• _Task to carry out_:
Copy every line from the records that holds the word "must".

• _Recorded information_:

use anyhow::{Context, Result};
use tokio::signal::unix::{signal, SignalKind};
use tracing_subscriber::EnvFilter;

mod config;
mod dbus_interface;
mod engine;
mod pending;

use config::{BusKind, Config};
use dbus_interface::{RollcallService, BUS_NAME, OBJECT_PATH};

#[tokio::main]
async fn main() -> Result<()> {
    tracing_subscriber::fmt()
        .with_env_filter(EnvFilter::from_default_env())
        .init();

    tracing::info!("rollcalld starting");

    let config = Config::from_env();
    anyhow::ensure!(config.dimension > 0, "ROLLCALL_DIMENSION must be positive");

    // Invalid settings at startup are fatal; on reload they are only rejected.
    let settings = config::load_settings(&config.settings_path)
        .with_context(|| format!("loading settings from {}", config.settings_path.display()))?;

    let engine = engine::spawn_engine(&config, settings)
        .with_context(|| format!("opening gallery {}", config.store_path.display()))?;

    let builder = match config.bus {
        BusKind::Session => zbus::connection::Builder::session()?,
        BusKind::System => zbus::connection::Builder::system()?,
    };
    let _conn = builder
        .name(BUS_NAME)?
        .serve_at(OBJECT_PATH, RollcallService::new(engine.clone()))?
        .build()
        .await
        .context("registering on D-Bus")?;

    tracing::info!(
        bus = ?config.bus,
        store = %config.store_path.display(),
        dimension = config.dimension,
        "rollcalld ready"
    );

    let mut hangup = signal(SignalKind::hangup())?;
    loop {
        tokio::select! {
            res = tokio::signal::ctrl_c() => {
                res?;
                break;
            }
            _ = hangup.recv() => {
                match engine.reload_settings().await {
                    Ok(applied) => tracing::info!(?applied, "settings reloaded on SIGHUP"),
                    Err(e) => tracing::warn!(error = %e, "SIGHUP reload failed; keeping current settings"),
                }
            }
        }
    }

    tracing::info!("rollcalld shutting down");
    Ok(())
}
==
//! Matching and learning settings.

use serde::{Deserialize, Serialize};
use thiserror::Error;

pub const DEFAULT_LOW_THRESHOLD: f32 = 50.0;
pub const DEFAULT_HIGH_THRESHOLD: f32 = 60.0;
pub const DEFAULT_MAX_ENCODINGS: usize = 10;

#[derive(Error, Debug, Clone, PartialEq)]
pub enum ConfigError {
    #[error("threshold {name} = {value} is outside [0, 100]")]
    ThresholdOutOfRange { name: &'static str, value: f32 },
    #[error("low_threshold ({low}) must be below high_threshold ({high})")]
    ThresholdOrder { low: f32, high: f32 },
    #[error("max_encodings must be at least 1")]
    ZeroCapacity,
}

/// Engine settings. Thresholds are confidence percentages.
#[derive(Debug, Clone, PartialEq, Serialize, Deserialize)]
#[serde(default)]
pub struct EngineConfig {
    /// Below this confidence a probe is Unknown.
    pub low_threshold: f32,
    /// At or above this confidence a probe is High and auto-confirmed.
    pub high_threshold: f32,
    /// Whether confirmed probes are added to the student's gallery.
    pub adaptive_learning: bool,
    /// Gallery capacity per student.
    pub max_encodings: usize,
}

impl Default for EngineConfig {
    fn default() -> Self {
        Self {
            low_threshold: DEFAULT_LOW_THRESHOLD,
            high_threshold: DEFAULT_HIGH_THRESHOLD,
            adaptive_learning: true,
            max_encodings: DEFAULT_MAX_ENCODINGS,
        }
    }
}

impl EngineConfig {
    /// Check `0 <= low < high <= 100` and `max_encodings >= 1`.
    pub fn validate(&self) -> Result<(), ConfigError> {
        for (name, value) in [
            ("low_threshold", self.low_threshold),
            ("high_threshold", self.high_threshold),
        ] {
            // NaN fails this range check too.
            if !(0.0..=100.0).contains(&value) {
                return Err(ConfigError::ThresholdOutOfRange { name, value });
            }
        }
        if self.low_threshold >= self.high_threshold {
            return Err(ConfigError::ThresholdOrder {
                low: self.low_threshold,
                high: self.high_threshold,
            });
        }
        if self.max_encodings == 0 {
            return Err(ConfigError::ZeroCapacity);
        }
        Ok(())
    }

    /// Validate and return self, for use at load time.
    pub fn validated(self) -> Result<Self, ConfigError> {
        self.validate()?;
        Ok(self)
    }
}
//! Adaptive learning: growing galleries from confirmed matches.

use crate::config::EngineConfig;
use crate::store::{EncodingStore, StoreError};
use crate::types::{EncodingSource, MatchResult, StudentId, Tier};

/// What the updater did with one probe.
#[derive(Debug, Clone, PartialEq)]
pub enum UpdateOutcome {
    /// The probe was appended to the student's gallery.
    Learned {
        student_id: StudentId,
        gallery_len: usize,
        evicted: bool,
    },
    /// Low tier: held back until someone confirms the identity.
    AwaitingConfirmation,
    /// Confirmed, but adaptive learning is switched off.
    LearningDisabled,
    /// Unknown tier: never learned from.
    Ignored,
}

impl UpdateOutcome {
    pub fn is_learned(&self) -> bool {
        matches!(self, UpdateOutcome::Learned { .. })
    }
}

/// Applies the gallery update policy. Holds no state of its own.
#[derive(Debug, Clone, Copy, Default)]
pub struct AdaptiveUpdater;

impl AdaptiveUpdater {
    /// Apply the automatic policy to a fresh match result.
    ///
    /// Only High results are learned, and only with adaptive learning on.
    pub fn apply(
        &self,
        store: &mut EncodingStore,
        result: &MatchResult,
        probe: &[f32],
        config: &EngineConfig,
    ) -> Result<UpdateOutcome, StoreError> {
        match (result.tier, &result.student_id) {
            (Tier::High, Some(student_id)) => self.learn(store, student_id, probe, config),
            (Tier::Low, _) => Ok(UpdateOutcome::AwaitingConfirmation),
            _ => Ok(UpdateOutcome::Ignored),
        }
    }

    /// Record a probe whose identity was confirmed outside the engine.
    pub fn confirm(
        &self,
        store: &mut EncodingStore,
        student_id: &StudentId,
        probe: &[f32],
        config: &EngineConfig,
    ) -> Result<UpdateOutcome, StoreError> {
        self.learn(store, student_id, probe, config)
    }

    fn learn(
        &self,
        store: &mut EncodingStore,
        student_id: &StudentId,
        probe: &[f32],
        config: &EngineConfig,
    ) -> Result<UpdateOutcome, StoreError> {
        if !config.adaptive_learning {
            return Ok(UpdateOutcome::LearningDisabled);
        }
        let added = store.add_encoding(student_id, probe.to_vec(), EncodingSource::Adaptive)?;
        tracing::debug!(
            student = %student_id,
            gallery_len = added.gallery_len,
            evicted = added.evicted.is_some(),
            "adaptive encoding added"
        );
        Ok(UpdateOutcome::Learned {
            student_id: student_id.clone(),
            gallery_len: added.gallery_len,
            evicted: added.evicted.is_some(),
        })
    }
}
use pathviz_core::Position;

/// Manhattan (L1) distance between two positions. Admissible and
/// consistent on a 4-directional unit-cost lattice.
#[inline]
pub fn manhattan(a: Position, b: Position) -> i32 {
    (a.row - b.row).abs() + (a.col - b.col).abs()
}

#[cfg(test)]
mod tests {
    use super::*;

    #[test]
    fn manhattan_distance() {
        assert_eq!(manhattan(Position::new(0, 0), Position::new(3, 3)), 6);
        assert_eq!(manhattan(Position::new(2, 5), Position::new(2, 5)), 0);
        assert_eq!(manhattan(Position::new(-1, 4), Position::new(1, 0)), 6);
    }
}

• _Output of the exercise_:
    anyhow::ensure!(config.dimension > 0, "ROLLCALL_DIMENSION must be positive");
    #[error("low_threshold ({low}) must be below high_threshold ({high})")]
    #[error("max_encodings must be at least 1")]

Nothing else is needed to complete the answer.